Welcome multiverse to Wild Cards. With a few minor forays into this well-worn trope (looking at you Highwayman), they've created a gateway to use/re-use other worlds. And a friendly / feckless gateway character introduced to blithely walk into these universes in future.
But for this mosaic novel alone, it was a nice mix of characters old and new. I always come back for the oddball powers and how they interact cleverly in this universe. Not too much of that - more straightforward use of powers to let the multiverse angles shine.
For the first time in like 10 years I'm looking forward to the next books, taking advantage of this new expansion to the universe. (and potentially a decent big bad)
The only reason this book was picked up was because it has George R.R Martin on the cover, but I ended up liking it. It is a series of stories of different characters set in the same universe and around a special house. The first few stories were a little perplexing as I was not understanding the point of the anthologies. But once I had gotten through them, the world building was strong enough as I recognised characters and certain things about the world post the alien virus and enjoyed the rest of the stories thoroughly. It was quite thrilling and I had to even put the book down at some points.
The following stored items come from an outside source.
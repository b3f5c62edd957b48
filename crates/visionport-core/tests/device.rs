use visionport_core::{
    compute_capability_has_fast_fp16, BindingDirection, BindingSet, BindingSpec, DType, Device,
    DeviceAllocator, IOName, PipelineError, Shape,
};

fn binding(index: usize, name: &str, direction: BindingDirection, dims: &[usize]) -> BindingSpec {
    BindingSpec {
        index,
        name: IOName(name.to_string()),
        direction,
        dtype: DType::F32,
        shape: Shape::from_slice(dims),
    }
}

#[test]
fn parses_devices() {
    assert_eq!("cpu".parse::<Device>().unwrap(), Device::Cpu);
    assert_eq!("CPU".parse::<Device>().unwrap(), Device::Cpu);
    assert_eq!(
        "cuda:1".parse::<Device>().unwrap(),
        Device::Cuda { device_id: 1 }
    );
    assert!("cuda:x".parse::<Device>().is_err());
    assert!("tpu".parse::<Device>().is_err());
}

#[cfg(not(feature = "cuda"))]
#[test]
fn cuda_without_feature_is_a_device_error() {
    let err = DeviceAllocator::new(Device::Cuda { device_id: 0 }).unwrap_err();
    assert!(matches!(err, PipelineError::Device(_)));
}

#[test]
fn cpu_never_reports_fast_fp16() {
    assert!(!DeviceAllocator::cpu().supports_fast_fp16());
}

#[test]
fn fast_fp16_compute_capabilities() {
    assert!(compute_capability_has_fast_fp16(5, 3));
    assert!(compute_capability_has_fast_fp16(6, 0));
    assert!(!compute_capability_has_fast_fp16(6, 1));
    assert!(compute_capability_has_fast_fp16(7, 5));
    assert!(compute_capability_has_fast_fp16(8, 9));
    assert!(!compute_capability_has_fast_fp16(5, 2));
}

#[test]
fn buffer_is_sized_from_shape_and_batch() {
    let allocator = DeviceAllocator::cpu();
    let spec = binding(0, "input", BindingDirection::Input, &[1, 3, 4, 4]);

    let buffer = allocator.allocate(&spec, 1).unwrap();
    assert_eq!(buffer.len(), 48);
    assert_eq!(buffer.byte_len(), 48 * 4);
    assert_eq!(buffer.direction(), BindingDirection::Input);
    assert_eq!(allocator.live_buffers(), 1);

    drop(buffer);
    assert_eq!(allocator.live_buffers(), 0);
}

#[test]
fn zero_sized_binding_is_rejected() {
    let allocator = DeviceAllocator::cpu();
    let spec = binding(0, "input", BindingDirection::Input, &[1, 0, 4, 4]);
    let err = allocator.allocate(&spec, 1).unwrap_err();
    assert!(matches!(err, PipelineError::Configuration(_)));
    assert_eq!(allocator.live_buffers(), 0);
}

#[test]
fn writes_are_bounds_checked() {
    let allocator = DeviceAllocator::cpu();
    let spec = binding(0, "input", BindingDirection::Input, &[1, 2, 2]);
    let mut buffer = allocator.allocate(&spec, 1).unwrap();

    buffer.write(2, &[1.0, 2.0]).unwrap();
    assert_eq!(buffer.read().unwrap(), vec![0.0, 0.0, 1.0, 2.0]);
    assert_eq!(buffer.elements_written(), 2);

    assert!(buffer.write(3, &[1.0, 2.0]).is_err());
    assert!(buffer.write(usize::MAX, &[1.0]).is_err());
    assert_eq!(buffer.elements_written(), 2);
}

#[test]
fn binding_set_classifies_directions() {
    let allocator = DeviceAllocator::cpu();
    let specs = vec![
        binding(0, "input", BindingDirection::Input, &[1, 3, 4, 4]),
        binding(1, "logits", BindingDirection::Output, &[1, 10]),
    ];
    let mut set = BindingSet::allocate(&allocator, &specs, 1).unwrap();
    assert_eq!(set.len(), 2);
    assert_eq!(set.input_count(), 1);
    assert_eq!(set.output_count(), 1);
    assert_eq!(set.first_output().unwrap().len(), 10);
    assert_eq!(set.first_input_mut().unwrap().index(), 0);
    assert_eq!(set.total_bytes(), (48 + 10) * 4);
    set.ensure_runnable().unwrap();
    assert_eq!(allocator.live_buffers(), 2);

    drop(set);
    assert_eq!(allocator.live_buffers(), 0);
}

#[test]
fn binding_set_without_outputs_is_not_runnable_and_still_releases() {
    let allocator = DeviceAllocator::cpu();
    let specs = vec![binding(0, "input", BindingDirection::Input, &[1, 3, 4, 4])];
    {
        let set = BindingSet::allocate(&allocator, &specs, 1).unwrap();
        let err = set.ensure_runnable().unwrap_err();
        assert!(matches!(err, PipelineError::Configuration(_)));
        assert_eq!(allocator.live_buffers(), 1);
    }
    assert_eq!(allocator.live_buffers(), 0);
}

#[test]
fn failed_allocation_releases_earlier_buffers() {
    let allocator = DeviceAllocator::cpu();
    let specs = vec![
        binding(0, "input", BindingDirection::Input, &[1, 3, 4, 4]),
        binding(1, "broken", BindingDirection::Output, &[1, 0]),
    ];
    assert!(BindingSet::allocate(&allocator, &specs, 1).is_err());
    assert_eq!(allocator.live_buffers(), 0);
}
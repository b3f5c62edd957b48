use bytes::Bytes;

#[derive(Clone, Debug)]
pub enum ModelArtifact {
    OnnxPath(std::path::PathBuf),
    OnnxBytes(Bytes),
}

impl ModelArtifact {
    pub fn describe(&self) -> String {
        match self {
            ModelArtifact::OnnxPath(path) => path.display().to_string(),
            ModelArtifact::OnnxBytes(bytes) => format!("<{} in-memory bytes>", bytes.len()),
        }
    }
}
eh. 40% of the stories were enjoyable but not necessarily good, enough to keep reading. *very* jarring to learn that this is the thirty-somethingth book in an anthology series halfway through, makes a lot more sense how they keep referring to other in universe things. the ending sucks, but I still had a fun time
Amazing anthology novel! This is my first time entering the world of Wild Cards, and it did not disappoint. It is a bit of a slow burn in the opening chapters, but once it hit its stride I could not put it down. It only gives you an extremely light prologue as explanation for the lore of this story's world, so be prepared to be a bit confused at first.
While I always love getting new Wild Cards, the Lovecraftian vibe just isn't my thing. In addition, the returning characters were almost all fairly minor ones, so there weren't many I was particularly invested in.
Ah, well, hopefully the next one will be back to more usual stuff.
The weakest of the wild card books to date. All focused on Loveday House. Some of the long short stories are better than others. Most feel like the same with not much variation. Interesting idea but not all that well done. Only recommend to the Wild Card readers that want to read them all.
I liked the Gothic mood here, but too much time travel and parallel worlds shenanigans is taking a lot of enjoyment out of the Wild Cards books for me.